There was also a considerable number of European immigrants who brought “old world” glass making skills with them to New Jersey. In addition, there was also a supply of native born residents who potentially became skilled and semi-skilled workers who found employment in the glass industry. The exhibition shows how all of these factors came together to become a significant productive presence during the last three and a half centuries in southern New Jersey.
Along with the emphasis on utilitarian products, the exhibition also features the museum’s unique collection of serious artworks formed by talented personalities who use glass as their principal medium of choice. They include selections by recognized artists who live and work all over the earth as well as superb examples by Paul Joseph Stankard, the eminent, worldclass master of flameworked floral sculpture enclosed in solid glass paperweights. His home and studio are located a short distance away, in Mantua.
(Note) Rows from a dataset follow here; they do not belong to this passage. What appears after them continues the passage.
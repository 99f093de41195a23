//! DWG bit-level stream readers.
//!
//! Every primitive is available two ways:
//!
//! - as a free function over `(data: &[u8], cursor: &mut usize)`, for
//!   callers that manage their own bit cursor
//! - through [`DwgStreamReaderBase`], which owns the cursor and implements
//!   the [`IDwgStreamReader`] trait
//!
//! ## Modules
//! - [`bit_ops`] - single bits, small bit groups, raw fixed-width values
//! - [`bit_codes`] - prefix-coded values (BS, BL, BD, DD) and variable text
//! - [`modular`] - continuation-encoded integers (MC, MS)
//! - [`handle_reference`] - handle references
//! - [`stream_reader`] - the `IDwgStreamReader` trait
//! - [`stream_reader_base`] - the buffer-backed implementation

pub mod bit_codes;
pub mod bit_ops;
pub mod handle_reference;
pub mod modular;
pub mod stream_reader;
pub mod stream_reader_base;

pub use bit_codes::{
    read_bit_double, read_bit_double_with_default, read_bit_long, read_bit_short,
    read_text_bytes, read_variable_text, read_variable_text_with_encoding,
};
pub use bit_ops::{
    read_2bits, read_3bits, read_4bits, read_bit, read_bytes, read_raw_char, read_raw_double,
    read_raw_long, read_raw_short, read_raw_ushort, read_sentinel,
};
pub use handle_reference::{
    read_handle, read_handle_8bit_length, read_handle_8bit_length_with_limit,
    read_handle_with_limit,
};
pub use modular::{read_modular_char, read_modular_short, read_signed_modular_char};
pub use stream_reader::IDwgStreamReader;
pub use stream_reader_base::{DwgStreamReaderBase, DwgStreamReaderConfiguration};
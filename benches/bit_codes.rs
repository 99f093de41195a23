//! Decoding throughput of the bitstream primitives.
//!
//! Each benchmark decodes a run of values written back to back at a
//! non-zero bit offset, so every multi-byte read takes the shifted path.

use criterion::{criterion_group, criterion_main, BenchmarkId, Criterion, Throughput};
use dwg_bitstream::{
    crc8, read_bit_double, read_bit_long, read_bit_short, read_handle, read_modular_char,
    DwgStreamWriterBase, IDwgStreamWriter,
};
use std::hint::black_box;

const VALUES: usize = 1024;
const OFFSET: usize = 3;

/// Write `VALUES` values after `OFFSET` zero bits.
fn encode<F>(mut write: F) -> Vec<u8>
where
    F: FnMut(&mut DwgStreamWriterBase, usize),
{
    let mut w = DwgStreamWriterBase::new();
    for _ in 0..OFFSET {
        w.write_bit(false).unwrap();
    }
    for i in 0..VALUES {
        write(&mut w, i);
    }
    w.into_data()
}

fn bench_prefix_codes(c: &mut Criterion) {
    let mut group = c.benchmark_group("prefix_codes");
    group.throughput(Throughput::Elements(VALUES as u64));

    let shorts = encode(|w, i| w.write_bit_short((i as i16).wrapping_mul(97)).unwrap());
    group.bench_function("bit_short", |b| {
        b.iter(|| {
            let mut cursor = OFFSET;
            for _ in 0..VALUES {
                black_box(read_bit_short(black_box(&shorts), &mut cursor).unwrap());
            }
        })
    });

    let longs = encode(|w, i| w.write_bit_long((i as i32).wrapping_mul(40_503)).unwrap());
    group.bench_function("bit_long", |b| {
        b.iter(|| {
            let mut cursor = OFFSET;
            for _ in 0..VALUES {
                black_box(read_bit_long(black_box(&longs), &mut cursor).unwrap());
            }
        })
    });

    let doubles = encode(|w, i| w.write_bit_double(i as f64 * 0.25).unwrap());
    group.bench_function("bit_double", |b| {
        b.iter(|| {
            let mut cursor = OFFSET;
            for _ in 0..VALUES {
                black_box(read_bit_double(black_box(&doubles), &mut cursor).unwrap());
            }
        })
    });

    group.finish();
}

fn bench_variable_length(c: &mut Criterion) {
    let mut group = c.benchmark_group("variable_length");
    group.throughput(Throughput::Elements(VALUES as u64));

    let modular = encode(|w, i| w.write_modular_char((i as u64) << 10).unwrap());
    group.bench_function("modular_char", |b| {
        b.iter(|| {
            let mut cursor = OFFSET;
            for _ in 0..VALUES {
                black_box(read_modular_char(black_box(&modular), &mut cursor).unwrap());
            }
        })
    });

    let handles = encode(|w, i| w.handle_reference_value(5, (i as u64) * 0x1_0001).unwrap());
    group.bench_function("handle", |b| {
        b.iter(|| {
            let mut cursor = OFFSET;
            for _ in 0..VALUES {
                black_box(read_handle(black_box(&handles), &mut cursor).unwrap());
            }
        })
    });

    group.finish();
}

fn bench_crc8(c: &mut Criterion) {
    let mut group = c.benchmark_group("crc8");
    for size in [64usize, 4 * 1024, 64 * 1024] {
        let data: Vec<u8> = (0..size).map(|i| (i * 31) as u8).collect();
        group.throughput(Throughput::Bytes(size as u64));
        group.bench_with_input(BenchmarkId::from_parameter(size), &data, |b, data| {
            b.iter(|| crc8(black_box(0xC0C1), black_box(data)))
        });
    }
    group.finish();
}

criterion_group!(benches, bench_prefix_codes, bench_variable_length, bench_crc8);
criterion_main!(benches);
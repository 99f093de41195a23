//! # dwg-bitstream
//!
//! Primitive bitstream decoding for the DWG CAD format.
//!
//! DWG object records are bit-packed: values start at arbitrary bit
//! offsets and most of them carry a short prefix code that selects a
//! compact encoding. This crate decodes those primitives from an in-memory
//! buffer and a bit cursor, and provides the matching encoders.
//!
//! ## Features
//!
//! - Single bits, 2/3/4-bit codes, raw chars/shorts/longs/doubles at any bit offset
//! - Prefix-coded BitShort, BitLong, BitDouble and BitDouble-with-default
//! - Modular chars (signed and unsigned) and modular shorts
//! - Handle references and their resolution against an owner handle
//! - Length-prefixed text decoded through a configurable code page
//! - CRC-8 (16-bit) checksums
//!
//! ## Quick Start
//!
//! ```rust
//! use dwg_bitstream::{read_bit_short, read_handle};
//!
//! // BS code 01 followed by 0x2A, then a soft pointer handle to 0x1A
//! let data = [0x4A, 0x90, 0x46, 0x80];
//! let mut cursor = 0;
//! assert_eq!(read_bit_short(&data, &mut cursor)?, 42);
//! assert_eq!(cursor, 10);
//!
//! let handle = read_handle(&data, &mut cursor)?;
//! assert_eq!(handle.code(), 4);
//! assert_eq!(handle.value(), 0x1A);
//! # Ok::<(), dwg_bitstream::DwgError>(())
//! ```
//!
//! ## Architecture
//!
//! - free functions over `(&[u8], &mut usize)` in [`io::dwg::reader`]
//! - `IDwgStreamReader` - trait for readers that own their cursor
//! - `DwgStreamReaderBase` - buffer-backed reader
//! - `DwgStreamWriterBase` - the inverse encoder
//!
//! Every read either succeeds and advances the cursor by exactly the bits
//! it consumed, or fails and leaves the cursor untouched.

#![allow(missing_docs)]
#![warn(rustdoc::missing_crate_level_docs)]

pub mod error;
pub mod io;

// Re-export commonly used types
pub use error::{DwgError, Result};

pub use io::dwg::crc::{crc8, crc8_range, Crc8};
pub use io::dwg::reader::{
    read_2bits, read_3bits, read_4bits, read_bit, read_bit_double,
    read_bit_double_with_default, read_bit_long, read_bit_short, read_bytes, read_handle,
    read_handle_8bit_length, read_modular_char, read_modular_short, read_raw_char,
    read_raw_double, read_raw_long, read_raw_short, read_raw_ushort, read_sentinel,
    read_signed_modular_char, read_text_bytes, read_variable_text,
    read_variable_text_with_encoding,
};
pub use io::dwg::reference_type::{DwgReferenceType, HandleReference};
pub use io::dwg::{
    DwgStreamReaderBase, DwgStreamReaderConfiguration, DwgStreamWriterBase, IDwgStreamReader,
    IDwgStreamWriter,
};

/// Library version
pub const VERSION: &str = env!("CARGO_PKG_VERSION");
//! I/O module for the DWG binary format

pub mod dwg;

pub use dwg::{DwgStreamReaderBase, DwgStreamWriterBase, IDwgStreamReader, IDwgStreamWriter};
Yet another presentation, currently on display at Wheaton Arts, is an installation titled “Durand: Made in New Jersey.” This display will also remain on public view through Jan. 4.
The exhibition presents examples of an unusual art-deco approach that was applied to the making of what came to be known as Durand art glass. They were crafted at the Vineland Flint Glassworks in nearby, Vineland, from 1924 to 1931. Besides the elegant Durand ware, the company also manufactured technical glass products for use in chemical laboratories.
These Durand pieces, unlike the impersonal selections made for scientific and industrial purposes, have a distinctive esthetic identity and charm, all their own. It is rather akin to the primarily ornamental quality evident in examples of Tiffany glass. Consequently, the Durand items are highly prized by serious connoisseurs who collect what is often called art glass.
Clearly, they have stood up to the test of time and are no longer looked on as novelty selections. Invariably, they encompass both a distinctive originality of pattern design and a high degree of disciplined craftsmanship that was faithfully exercised in their execution. For these reasons, they project a measure of artistic integrity that is unique and genuinely inspired.
IF YOU GO
Wheaton Arts Center is open six days a week, from Tuesday through Sunday. The visiting hours are 10 a.m. to 5 p.m. For more information, call (856)-825-6800 or check www.wheatonarts.org/museumamericanglass/aboutmuseum.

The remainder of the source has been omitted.